Former ESP player Jemele Hill downplayed Caitlin Clark’s influence on the rise in popularity of women’s basketball, while criticizing the media for not giving black players similar coverage.

Although he acknowledged that Clark was “sparking a general sense of curiosity”. Hill told That Iowa State’s star guard is riding a wave of increased attention overall.

“Everything about this sport has been on the upswing for years now. It didn’t just start with Caitlin Clark, but they’re treating it the same way,” said Hill, now writing for The Atlantic. told the outlet. “This has already created a false narrative to the detriment of the public.

All eyes are on Caitlin Clark in the Final Four. Zach Boyden-Holmes/The Register/USA TODAY NETWORK

“If you look at WNBA ratings, women’s college basketball ratings, they’ve exploded over at least the last seven to 10 years. If you want a shorter period of time, I’d say even five to seven years. It proves that people really enjoy this sport. They don’t just enjoy the stars of the sport, they enjoy the sport itself. And I wonder if the media understands the difference. I’m not entirely sure.”

Additionally, Hill said the media does a “terrible job” of covering women’s sports, leading to coverage being “too biased in one direction” and that white players like Clark and college star Paige Bueckers He mentioned the coverage and compared it to the treatment of former South Carolina star players. And current ace forward Aja Wilson is in charge.

“(Wilson) is probably the best player in the world right now,” Hill said. “And I’m not going to act like she doesn’t get coverage, but the coverage that non-white women, especially black women, don’t get anywhere near that. It’s two-to-one.

“I mean, Aliyah Boston was the best player in college just a few years ago. And she didn’t get a tenth of the media coverage that Caitlin Clark got. Now, you’re like, ‘Oh, this is… Some might say, “It’s her game.” But I don’t think that was the case. She is a great presence on television, but I think what a missed opportunity for the national media to truly elevate who she is as a person.

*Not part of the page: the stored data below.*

//! teamboard - team task board backend
//!
//! Two pieces of request plumbing sit between the mutation/query layer and
//! the repositories:
//!
//! - **Live task events**: every task mutation is published on an
//!   [`events::EventBus`] under the task's team id. Clients open one
//!   [`events::EventStream`] per event kind and see that team's changes in
//!   publish order until they disconnect.
//! - **Batched loading**: each inbound request carries its own
//!   [`loader::Loaders`]. Lookups made within a short window are merged
//!   into one bulk repository fetch and cached for the rest of the request.
//!
//! # Modules
//!
//! - [`domain`] - Task, User, Team, Comment and Session records
//! - [`repo`] - repository contract and in-memory store
//! - [`events`] - team-grouped event bus and typed streams
//! - [`loader`] - per-request batching loaders and request context
//! - [`service`] - task, team and user use cases
//! - [`resolver`] - relation resolvers over the request's loaders
//! - [`app`] - wiring
//! - [`config`] - configuration types and loading
//! - [`cli`] - command-line interface

pub mod app;
pub mod cli;
pub mod config;
pub mod domain;
pub mod events;
pub mod loader;
pub mod repo;
pub mod resolver;
pub mod service;

pub use app::App;
pub use config::Config;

“Caitlin Clark seems like a great personality, but it’s not like Caitlin Clark is walking around saying crazy things. They’re just covering up for her excellence and that’s enough. Black people. It feels like athletes deserve equal or even fair coverage, but it takes something special [beyond basketball]”

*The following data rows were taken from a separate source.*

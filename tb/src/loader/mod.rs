//! Request-scoped batched entity loading
//!
//! Every inbound request gets a fresh [`Loaders`] set attached to its
//! [`RequestContext`]. Resolvers serving that request load related entities
//! through it, so many single-id lookups collapse into a few bulk fetches
//! and one request never sees another request's cached rows.

mod batch;
mod context;
mod set;

pub use batch::{BatchFn, DEFAULT_MAX_BATCH, DEFAULT_WAIT, LoadError, LoadResult, Loader};
pub use context::RequestContext;
pub use set::{Loaders, RepositoryBatch};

Jemele Hill attends the BET+ ‘Dear’ from Detroit’ Los Angeles Premiere held at Citizen News Hollywood on March 20, 2024 in Los Angeles. Getty Images for BET+

Hill praised Clark and said he believes her play will translate to the WNBA and help grow the league.

Clark’s final game, the Elite Eight’s win over reigning champion LSU on Monday night, set a women’s basketball viewership record, drawing 12.3 million viewers, the most ever for a women’s sporting event. Collected the stake.

Iowa State and Clark State will face the Buccaneers and UW in the Final Four on Friday, with the winner facing the winner of undefeated South Carolina and North Carolina State in Sunday’s national championship game.

Caitlin Clark signed the shoes following the Elite Eight. Zach Boyden-Holmes/The Register/USA TODAY NETWORK

“Caitlyn Clark to me was always Stephen Curry. It was always him,” Hill said. “And even if you think LeBron (James) is the greatest player of this generation, which would be accurate, Stephen Curry has had the biggest impact on basketball at every level.” Kaitlyn Clark I think she’s going to continue to do that because the reason she plays and even the way she plays is because of Stephen Curry.

“I can only imagine the number of little girls and young female athletes who are going to try to emulate everything she does. I think that’s great for the sport.”